If I remain in this bloody land, I will not live long…I cannot remain where I
must hear slaves’ chains continually and where I must encounter the insults
of their hypocritical enslavers. (Garnet vi)
By 1825, Walker was living in Boston, Massachusetts. A year later he married Eliza Butler, a
black woman from a prominent black family. Walker came to own a used clothing store and
used most of his earnings to aide newly arriving former slaves (Garnet vii).
In 1829, Walker became a national figure when he published Walker’s Appeal in Four
Articles. Walker is scathingly unapologetic in his analysis of slavery and the people who are
sympathetic or apathetic to its cruelty. Unlike most abolitionists, his appeal was written
directly to enslaved blacks and urged them to violently rebel against their masters.
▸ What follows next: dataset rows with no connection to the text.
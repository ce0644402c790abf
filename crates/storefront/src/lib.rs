//! Mystery Sack storefront library.
//!
//! Shopper-facing state for a mystery box resale shop: catalog browsing,
//! cart, a three-step checkout wizard, mocked authentication and a small
//! admin surface. All data is held in memory in a [`db::Database`] that the
//! caller owns and passes to each [`session::Session`] operation.

#![cfg_attr(not(test), forbid(unsafe_code))]

pub mod config;
pub mod db;
pub mod error;
pub mod models;
pub mod services;
pub mod session;

pub use config::StorefrontConfig;
pub use db::Database;
pub use error::AppError;
pub use session::{CheckoutOutcome, Session};
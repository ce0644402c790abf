//! Business logic services for the storefront.
//!
//! # Services
//!
//! - `auth` - Password authentication and the per-session auth store
//! - `cart` - Cart store (line items and derived total)
//! - `catalog` - Product lookup and listing filters
//! - `checkout` - Three-step checkout wizard and order placement
//! - `admin` - Order status management and catalog edits

pub mod admin;
pub mod auth;
pub mod cart;
pub mod catalog;
pub mod checkout;
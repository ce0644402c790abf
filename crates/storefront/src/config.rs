//! Storefront configuration loaded from environment variables.
//!
//! # Environment Variables
//!
//! All variables are optional.
//!
//! - `STOREFRONT_NAME` - Shop name shown in banners (default: Rhea's Mystery Sack PH)
//! - `STOREFRONT_CURRENCY` - ISO 4217 code carts are priced in (default: PHP)
//! - `STOREFRONT_LOW_STOCK_THRESHOLD` - Stock below this shows "Only N left!" (default: 10)
//! - `STOREFRONT_MIN_PASSWORD_LENGTH` - Minimum sign-up password length (default: 6)
//! - `SENTRY_DSN` - Sentry error tracking DSN
//! - `SENTRY_ENVIRONMENT` - Sentry environment tag

use std::str::FromStr;

use secrecy::SecretString;
use thiserror::Error;

use mystery_sack_core::CurrencyCode;

use crate::services::auth::DEFAULT_MIN_PASSWORD_LENGTH;

const DEFAULT_STORE_NAME: &str = "Rhea's Mystery Sack PH";
const DEFAULT_LOW_STOCK_THRESHOLD: u32 = 10;

/// Configuration errors that can occur during loading.
#[derive(Debug, Error, Clone, PartialEq, Eq)]
pub enum ConfigError {
    #[error("Invalid environment variable {0}: {1}")]
    InvalidEnvVar(String, String),
}

/// Storefront configuration.
#[derive(Debug, Clone)]
pub struct StorefrontConfig {
    /// Shop name
    pub store_name: String,
    /// Currency every cart is priced in
    pub currency: CurrencyCode,
    /// Stock level below which the low-stock badge shows
    pub low_stock_threshold: u32,
    /// Minimum sign-up password length
    pub min_password_length: usize,
    /// Error tracking configuration
    pub sentry: SentryConfig,
}

/// Sentry configuration.
///
/// Implements `Debug` manually to redact the DSN.
#[derive(Clone, Default)]
pub struct SentryConfig {
    /// Sentry DSN (contains the project key)
    pub dsn: Option<SecretString>,
    /// Environment tag, e.g. `production`
    pub environment: Option<String>,
}

impl std::fmt::Debug for SentryConfig {
    fn fmt(&self, f: &mut std::fmt::Formatter<'_>) -> std::fmt::Result {
        f.debug_struct("SentryConfig")
            .field("dsn", &self.dsn.as_ref().map(|_| "[REDACTED]"))
            .field("environment", &self.environment)
            .finish()
    }
}

impl Default for StorefrontConfig {
    fn default() -> Self {
        Self {
            store_name: DEFAULT_STORE_NAME.to_string(),
            currency: CurrencyCode::default(),
            low_stock_threshold: DEFAULT_LOW_STOCK_THRESHOLD,
            min_password_length: DEFAULT_MIN_PASSWORD_LENGTH,
            sentry: SentryConfig::default(),
        }
    }
}

impl StorefrontConfig {
    /// Load configuration from environment variables.
    ///
    /// Calls `dotenvy::dotenv()` to load from `.env` file if present.
    ///
    /// # Errors
    ///
    /// Returns `ConfigError` if a variable is set but invalid.
    pub fn from_env() -> Result<Self, ConfigError> {
        // Load .env file if present (ignore errors if not found)
        let _ = dotenvy::dotenv();

        Self::from_lookup(|key| std::env::var(key).ok())
    }

    /// Load configuration through an arbitrary variable lookup.
    ///
    /// # Errors
    ///
    /// Returns `ConfigError` if a variable is set but invalid.
    pub fn from_lookup(lookup: impl Fn(&str) -> Option<String>) -> Result<Self, ConfigError> {
        let store_name = get_env_or_default(&lookup, "STOREFRONT_NAME", DEFAULT_STORE_NAME);
        let currency = parse_env_or(&lookup, "STOREFRONT_CURRENCY", CurrencyCode::default())?;
        let low_stock_threshold = parse_env_or(
            &lookup,
            "STOREFRONT_LOW_STOCK_THRESHOLD",
            DEFAULT_LOW_STOCK_THRESHOLD,
        )?;
        let min_password_length = parse_env_or(
            &lookup,
            "STOREFRONT_MIN_PASSWORD_LENGTH",
            DEFAULT_MIN_PASSWORD_LENGTH,
        )?;
        if min_password_length == 0 {
            return Err(ConfigError::InvalidEnvVar(
                "STOREFRONT_MIN_PASSWORD_LENGTH".to_string(),
                "must be at least 1".to_string(),
            ));
        }

        let sentry = SentryConfig {
            dsn: get_optional_env(&lookup, "SENTRY_DSN").map(SecretString::from),
            environment: get_optional_env(&lookup, "SENTRY_ENVIRONMENT"),
        };

        Ok(Self {
            store_name,
            currency,
            low_stock_threshold,
            min_password_length,
            sentry,
        })
    }
}

// =============================================================================
// Helper Functions
// =============================================================================

/// Get an optional variable. Blank values count as unset.
fn get_optional_env(lookup: &impl Fn(&str) -> Option<String>, key: &str) -> Option<String> {
    lookup(key).filter(|v| !v.trim().is_empty())
}

/// Get a variable with a default value.
fn get_env_or_default(
    lookup: &impl Fn(&str) -> Option<String>,
    key: &str,
    default: &str,
) -> String {
    get_optional_env(lookup, key).unwrap_or_else(|| default.to_string())
}

/// Parse a variable, falling back to `default` when unset.
fn parse_env_or<T>(
    lookup: &impl Fn(&str) -> Option<String>,
    key: &str,
    default: T,
) -> Result<T, ConfigError>
where
    T: FromStr,
    T::Err: std::fmt::Display,
{
    get_optional_env(lookup, key).map_or(Ok(default), |value| {
        value
            .trim()
            .parse::<T>()
            .map_err(|e| ConfigError::InvalidEnvVar(key.to_string(), e.to_string()))
    })
}

#[cfg(test)]
#[allow(clippy::unwrap_used)]
mod tests {
    use std::collections::HashMap;

    use super::*;

    fn load(vars: &[(&str, &str)]) -> Result<StorefrontConfig, ConfigError> {
        let map: HashMap<String, String> = vars
            .iter()
            .map(|(k, v)| ((*k).to_string(), (*v).to_string()))
            .collect();
        StorefrontConfig::from_lookup(|key| map.get(key).cloned())
    }

    #[test]
    fn test_defaults() {
        let config = load(&[]).unwrap();
        assert_eq!(config.store_name, "Rhea's Mystery Sack PH");
        assert_eq!(config.currency, CurrencyCode::PHP);
        assert_eq!(config.low_stock_threshold, 10);
        assert_eq!(config.min_password_length, 6);
        assert!(config.sentry.dsn.is_none());
    }

    #[test]
    fn test_overrides() {
        let config = load(&[
            ("STOREFRONT_NAME", "Test Shop"),
            ("STOREFRONT_CURRENCY", "usd"),
            ("STOREFRONT_LOW_STOCK_THRESHOLD", " 3 "),
            ("STOREFRONT_MIN_PASSWORD_LENGTH", "12"),
            ("SENTRY_ENVIRONMENT", "staging"),
        ])
        .unwrap();
        assert_eq!(config.store_name, "Test Shop");
        assert_eq!(config.currency, CurrencyCode::USD);
        assert_eq!(config.low_stock_threshold, 3);
        assert_eq!(config.min_password_length, 12);
        assert_eq!(config.sentry.environment.as_deref(), Some("staging"));
    }

    #[test]
    fn test_blank_values_use_defaults() {
        let config = load(&[("STOREFRONT_NAME", "  "), ("SENTRY_DSN", "")]).unwrap();
        assert_eq!(config.store_name, "Rhea's Mystery Sack PH");
        assert!(config.sentry.dsn.is_none());
    }

    #[test]
    fn test_invalid_values() {
        let err = load(&[("STOREFRONT_LOW_STOCK_THRESHOLD", "lots")]).unwrap_err();
        assert!(matches!(err, ConfigError::InvalidEnvVar(ref key, _) if key == "STOREFRONT_LOW_STOCK_THRESHOLD"));

        let err = load(&[("STOREFRONT_CURRENCY", "JPY")]).unwrap_err();
        assert!(matches!(err, ConfigError::InvalidEnvVar(ref key, _) if key == "STOREFRONT_CURRENCY"));

        assert!(load(&[("STOREFRONT_MIN_PASSWORD_LENGTH", "0")]).is_err());
    }

    #[test]
    fn test_sentry_config_debug_redacts_dsn() {
        let config = load(&[("SENTRY_DSN", "https://super_secret_key@o0.ingest.sentry.io/1")])
            .unwrap();
        let debug_output = format!("{:?}", config.sentry);
        assert!(debug_output.contains("[REDACTED]"));
        assert!(!debug_output.contains("super_secret_key"));
    }
}
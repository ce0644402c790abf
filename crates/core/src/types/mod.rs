//! Core types for Mystery Sack.
//!
//! This module provides type-safe wrappers for common domain concepts.

pub mod email;
pub mod id;
pub mod phone;
pub mod price;
pub mod status;

pub use email::{Email, EmailError};
pub use id::*;
pub use phone::{PhoneNumber, PhoneNumberError};
pub use price::{CurrencyCode, Price};
pub use status::*;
I am fully aware, in making this appeal to my much afflicted and suffering
brethren, that I shall not only be assailed by those whose greatest earthly
desires are, to keep us in abject ignorance and wretchedness…I call upon the
professing Christians, I call upon the philanthropist, I call upon the very
tyrant himself, to show me a page of history either sacred or profane, on
which a verse can be found, which maintains, that the Egyptians heaped the
insupportable insult upon the children of Israel, by telling them that they
were not of the human family. Can the whites deny this charge? Have they
not, after having reduced us to the deplorable condition of slaves under their
feet, held us up as descending originally from the tribes of Monkeys or OrangOutangs? (Walker 4,12)
Records suggest that Walker smuggled copies of his appeal on ships bound for the South.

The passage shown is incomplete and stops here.